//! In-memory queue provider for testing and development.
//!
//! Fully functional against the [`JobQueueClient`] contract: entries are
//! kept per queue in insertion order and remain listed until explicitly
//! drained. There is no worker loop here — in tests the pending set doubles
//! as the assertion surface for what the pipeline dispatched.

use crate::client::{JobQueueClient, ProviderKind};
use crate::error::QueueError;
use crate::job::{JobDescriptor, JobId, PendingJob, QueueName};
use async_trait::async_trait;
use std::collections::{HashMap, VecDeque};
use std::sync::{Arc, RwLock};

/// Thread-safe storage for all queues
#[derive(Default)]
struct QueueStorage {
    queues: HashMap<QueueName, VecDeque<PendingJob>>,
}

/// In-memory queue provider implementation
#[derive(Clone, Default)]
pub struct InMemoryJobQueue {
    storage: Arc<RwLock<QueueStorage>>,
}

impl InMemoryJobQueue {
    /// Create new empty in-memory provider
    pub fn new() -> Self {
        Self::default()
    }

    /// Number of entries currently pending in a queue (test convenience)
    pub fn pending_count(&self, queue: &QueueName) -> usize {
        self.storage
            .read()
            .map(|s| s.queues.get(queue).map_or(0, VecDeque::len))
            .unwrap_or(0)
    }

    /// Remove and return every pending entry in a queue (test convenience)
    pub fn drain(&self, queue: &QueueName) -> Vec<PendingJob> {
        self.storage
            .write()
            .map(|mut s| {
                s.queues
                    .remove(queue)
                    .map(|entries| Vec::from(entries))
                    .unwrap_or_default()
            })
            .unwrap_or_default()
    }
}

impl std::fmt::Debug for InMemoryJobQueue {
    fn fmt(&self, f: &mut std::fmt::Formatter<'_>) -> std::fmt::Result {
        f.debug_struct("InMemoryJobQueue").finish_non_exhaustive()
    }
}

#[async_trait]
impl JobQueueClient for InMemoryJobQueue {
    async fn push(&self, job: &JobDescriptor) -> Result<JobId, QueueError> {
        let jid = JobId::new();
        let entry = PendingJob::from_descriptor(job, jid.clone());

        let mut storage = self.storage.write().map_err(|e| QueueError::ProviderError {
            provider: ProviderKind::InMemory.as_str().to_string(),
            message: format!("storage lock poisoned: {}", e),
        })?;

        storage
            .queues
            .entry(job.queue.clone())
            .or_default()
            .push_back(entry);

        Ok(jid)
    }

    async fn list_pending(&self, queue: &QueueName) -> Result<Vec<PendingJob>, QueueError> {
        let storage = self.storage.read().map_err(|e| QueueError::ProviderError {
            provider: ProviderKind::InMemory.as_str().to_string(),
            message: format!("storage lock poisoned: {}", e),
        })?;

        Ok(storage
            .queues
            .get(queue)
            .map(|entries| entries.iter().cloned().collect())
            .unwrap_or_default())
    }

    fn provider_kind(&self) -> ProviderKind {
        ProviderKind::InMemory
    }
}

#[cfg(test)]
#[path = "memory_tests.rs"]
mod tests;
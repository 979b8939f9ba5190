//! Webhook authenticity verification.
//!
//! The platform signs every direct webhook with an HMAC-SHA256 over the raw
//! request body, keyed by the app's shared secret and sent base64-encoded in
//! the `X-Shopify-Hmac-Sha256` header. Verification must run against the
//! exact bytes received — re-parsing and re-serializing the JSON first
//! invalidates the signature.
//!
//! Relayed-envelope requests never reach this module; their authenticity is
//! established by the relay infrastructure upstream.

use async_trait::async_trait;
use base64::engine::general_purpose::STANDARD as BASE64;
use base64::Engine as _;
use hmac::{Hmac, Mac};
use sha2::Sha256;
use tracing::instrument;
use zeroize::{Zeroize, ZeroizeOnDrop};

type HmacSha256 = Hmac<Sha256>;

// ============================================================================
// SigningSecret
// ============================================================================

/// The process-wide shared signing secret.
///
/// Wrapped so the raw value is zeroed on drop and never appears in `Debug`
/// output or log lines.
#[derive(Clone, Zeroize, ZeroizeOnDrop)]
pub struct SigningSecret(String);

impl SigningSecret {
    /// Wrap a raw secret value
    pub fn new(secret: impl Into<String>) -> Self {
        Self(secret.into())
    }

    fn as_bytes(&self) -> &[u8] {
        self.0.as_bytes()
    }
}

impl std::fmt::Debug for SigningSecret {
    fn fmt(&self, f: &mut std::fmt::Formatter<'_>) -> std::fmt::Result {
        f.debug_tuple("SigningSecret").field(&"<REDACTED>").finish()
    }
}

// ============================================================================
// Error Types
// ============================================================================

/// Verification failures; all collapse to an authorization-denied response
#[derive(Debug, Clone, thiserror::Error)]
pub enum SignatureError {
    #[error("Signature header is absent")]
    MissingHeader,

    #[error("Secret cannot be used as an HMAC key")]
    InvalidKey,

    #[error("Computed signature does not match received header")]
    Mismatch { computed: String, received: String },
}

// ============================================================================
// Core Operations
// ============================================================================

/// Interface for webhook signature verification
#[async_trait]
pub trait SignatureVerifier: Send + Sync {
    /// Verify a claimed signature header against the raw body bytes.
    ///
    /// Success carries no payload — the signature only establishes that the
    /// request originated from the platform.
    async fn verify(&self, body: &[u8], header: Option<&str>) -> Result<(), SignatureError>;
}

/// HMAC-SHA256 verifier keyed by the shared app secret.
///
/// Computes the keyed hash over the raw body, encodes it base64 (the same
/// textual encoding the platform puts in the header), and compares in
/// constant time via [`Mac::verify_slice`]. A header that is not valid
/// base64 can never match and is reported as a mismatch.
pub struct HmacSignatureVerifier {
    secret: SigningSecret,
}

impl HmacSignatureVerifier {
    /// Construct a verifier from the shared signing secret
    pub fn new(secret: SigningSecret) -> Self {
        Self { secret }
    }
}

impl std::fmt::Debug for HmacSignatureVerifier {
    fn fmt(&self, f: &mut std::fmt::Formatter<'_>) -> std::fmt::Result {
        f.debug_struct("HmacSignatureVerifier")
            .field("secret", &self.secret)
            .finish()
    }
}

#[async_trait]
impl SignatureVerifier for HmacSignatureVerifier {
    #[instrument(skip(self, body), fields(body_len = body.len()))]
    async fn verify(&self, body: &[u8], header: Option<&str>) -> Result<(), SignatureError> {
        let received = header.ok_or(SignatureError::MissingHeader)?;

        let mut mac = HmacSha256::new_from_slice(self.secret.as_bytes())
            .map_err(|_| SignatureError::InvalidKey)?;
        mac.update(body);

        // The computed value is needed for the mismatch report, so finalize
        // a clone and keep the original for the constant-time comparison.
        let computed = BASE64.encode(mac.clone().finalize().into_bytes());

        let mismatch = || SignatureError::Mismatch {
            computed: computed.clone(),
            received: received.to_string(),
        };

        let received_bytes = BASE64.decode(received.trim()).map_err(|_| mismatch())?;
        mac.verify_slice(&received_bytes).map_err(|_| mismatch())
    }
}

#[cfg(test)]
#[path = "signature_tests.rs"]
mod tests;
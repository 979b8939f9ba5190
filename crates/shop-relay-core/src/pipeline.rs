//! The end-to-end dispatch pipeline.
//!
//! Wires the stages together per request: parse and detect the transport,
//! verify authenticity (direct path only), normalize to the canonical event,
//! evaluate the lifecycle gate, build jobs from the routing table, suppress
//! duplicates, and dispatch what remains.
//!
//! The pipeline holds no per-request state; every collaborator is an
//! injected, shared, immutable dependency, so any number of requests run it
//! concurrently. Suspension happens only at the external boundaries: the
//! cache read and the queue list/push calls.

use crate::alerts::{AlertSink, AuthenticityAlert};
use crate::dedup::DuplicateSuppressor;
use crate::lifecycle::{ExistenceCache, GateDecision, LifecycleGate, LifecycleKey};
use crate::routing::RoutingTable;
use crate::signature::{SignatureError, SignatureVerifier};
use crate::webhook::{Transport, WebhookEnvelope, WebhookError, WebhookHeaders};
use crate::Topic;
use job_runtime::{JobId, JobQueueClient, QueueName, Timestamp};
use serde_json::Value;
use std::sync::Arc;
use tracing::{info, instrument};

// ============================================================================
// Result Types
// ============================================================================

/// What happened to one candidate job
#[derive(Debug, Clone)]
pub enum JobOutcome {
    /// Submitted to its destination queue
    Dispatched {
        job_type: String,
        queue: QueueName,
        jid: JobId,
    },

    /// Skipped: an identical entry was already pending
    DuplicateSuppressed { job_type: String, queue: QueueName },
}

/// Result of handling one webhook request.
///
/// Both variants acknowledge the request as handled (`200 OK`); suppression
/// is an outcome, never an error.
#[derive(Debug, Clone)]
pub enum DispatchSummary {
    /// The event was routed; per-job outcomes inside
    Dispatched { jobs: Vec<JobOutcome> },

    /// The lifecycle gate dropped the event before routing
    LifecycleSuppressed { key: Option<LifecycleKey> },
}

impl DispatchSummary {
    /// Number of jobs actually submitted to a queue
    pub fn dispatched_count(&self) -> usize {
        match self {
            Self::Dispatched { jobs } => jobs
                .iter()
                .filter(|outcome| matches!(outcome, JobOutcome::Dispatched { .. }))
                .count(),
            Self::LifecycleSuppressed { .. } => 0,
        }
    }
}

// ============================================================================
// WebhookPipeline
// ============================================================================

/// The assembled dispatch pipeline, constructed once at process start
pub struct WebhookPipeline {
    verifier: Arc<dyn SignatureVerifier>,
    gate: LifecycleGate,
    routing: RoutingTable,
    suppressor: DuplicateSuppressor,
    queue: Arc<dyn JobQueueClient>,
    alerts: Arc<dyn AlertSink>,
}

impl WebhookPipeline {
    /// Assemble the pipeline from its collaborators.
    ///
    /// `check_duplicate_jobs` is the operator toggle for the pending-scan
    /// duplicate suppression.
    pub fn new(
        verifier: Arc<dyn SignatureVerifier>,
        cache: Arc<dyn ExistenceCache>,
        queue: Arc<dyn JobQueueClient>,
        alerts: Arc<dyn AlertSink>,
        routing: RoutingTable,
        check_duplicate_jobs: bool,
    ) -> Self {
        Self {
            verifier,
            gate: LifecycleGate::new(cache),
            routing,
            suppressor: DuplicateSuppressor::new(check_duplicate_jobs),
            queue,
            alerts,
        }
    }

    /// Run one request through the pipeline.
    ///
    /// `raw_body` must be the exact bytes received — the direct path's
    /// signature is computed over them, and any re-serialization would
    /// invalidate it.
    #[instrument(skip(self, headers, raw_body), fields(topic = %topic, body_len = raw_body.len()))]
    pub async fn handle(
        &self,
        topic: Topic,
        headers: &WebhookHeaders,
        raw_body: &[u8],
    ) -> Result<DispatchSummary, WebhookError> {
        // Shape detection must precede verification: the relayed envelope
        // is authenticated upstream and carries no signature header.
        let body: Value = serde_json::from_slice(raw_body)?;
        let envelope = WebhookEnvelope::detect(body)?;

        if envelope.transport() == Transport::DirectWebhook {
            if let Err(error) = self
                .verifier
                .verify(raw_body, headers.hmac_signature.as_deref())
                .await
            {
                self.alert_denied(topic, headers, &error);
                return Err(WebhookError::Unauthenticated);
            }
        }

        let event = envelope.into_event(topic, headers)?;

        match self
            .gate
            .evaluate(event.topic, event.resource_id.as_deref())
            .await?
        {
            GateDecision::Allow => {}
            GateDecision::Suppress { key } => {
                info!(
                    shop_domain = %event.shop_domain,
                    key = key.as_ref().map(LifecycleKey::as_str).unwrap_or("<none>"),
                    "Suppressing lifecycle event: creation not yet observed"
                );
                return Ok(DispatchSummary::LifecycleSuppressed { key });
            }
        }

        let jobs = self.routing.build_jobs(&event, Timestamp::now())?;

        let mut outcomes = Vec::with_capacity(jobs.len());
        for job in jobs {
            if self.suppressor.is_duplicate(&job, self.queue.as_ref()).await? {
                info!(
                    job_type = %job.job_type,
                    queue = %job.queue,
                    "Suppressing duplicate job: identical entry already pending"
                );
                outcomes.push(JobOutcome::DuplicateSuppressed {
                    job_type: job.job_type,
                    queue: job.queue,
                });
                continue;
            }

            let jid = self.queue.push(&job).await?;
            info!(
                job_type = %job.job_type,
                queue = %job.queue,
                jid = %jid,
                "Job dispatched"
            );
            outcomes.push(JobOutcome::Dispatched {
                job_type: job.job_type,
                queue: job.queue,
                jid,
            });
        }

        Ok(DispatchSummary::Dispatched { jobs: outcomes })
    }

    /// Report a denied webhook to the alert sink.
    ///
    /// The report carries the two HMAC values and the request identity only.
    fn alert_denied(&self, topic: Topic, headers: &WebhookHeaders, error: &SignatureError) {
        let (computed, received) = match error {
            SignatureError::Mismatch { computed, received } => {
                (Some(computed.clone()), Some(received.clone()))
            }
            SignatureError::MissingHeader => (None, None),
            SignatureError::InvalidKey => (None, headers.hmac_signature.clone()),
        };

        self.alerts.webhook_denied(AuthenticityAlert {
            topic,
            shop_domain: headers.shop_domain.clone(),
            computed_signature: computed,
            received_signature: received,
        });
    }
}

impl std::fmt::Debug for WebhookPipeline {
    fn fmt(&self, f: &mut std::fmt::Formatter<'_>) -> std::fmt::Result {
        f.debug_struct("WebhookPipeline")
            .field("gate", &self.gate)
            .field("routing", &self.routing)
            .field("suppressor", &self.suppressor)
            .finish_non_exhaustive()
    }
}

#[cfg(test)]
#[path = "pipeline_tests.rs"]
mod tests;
+ + + + +
Look above for the line holding "impl std::fmt::Debug for HmacSignatureVerifier", then set down exactly that line and every line after it up to and including the line holding "let received_bytes = BASE64.decode(received.trim()).map_err(|_|", with nothing else.

§ Output of the task
impl std::fmt::Debug for HmacSignatureVerifier {
    fn fmt(&self, f: &mut std::fmt::Formatter<'_>) -> std::fmt::Result {
        f.debug_struct("HmacSignatureVerifier")
            .field("secret", &self.secret)
            .finish()
    }
}

#[async_trait]
impl SignatureVerifier for HmacSignatureVerifier {
    #[instrument(skip(self, body), fields(body_len = body.len()))]
    async fn verify(&self, body: &[u8], header: Option<&str>) -> Result<(), SignatureError> {
        let received = header.ok_or(SignatureError::MissingHeader)?;

        let mut mac = HmacSha256::new_from_slice(self.secret.as_bytes())
            .map_err(|_| SignatureError::InvalidKey)?;
        mac.update(body);

        // The computed value is needed for the mismatch report, so finalize
        // a clone and keep the original for the constant-time comparison.
        let computed = BASE64.encode(mac.clone().finalize().into_bytes());

        let mismatch = || SignatureError::Mismatch {
            computed: computed.clone(),
            received: received.to_string(),
        };

        let received_bytes = BASE64.decode(received.trim()).map_err(|_| mismatch())?;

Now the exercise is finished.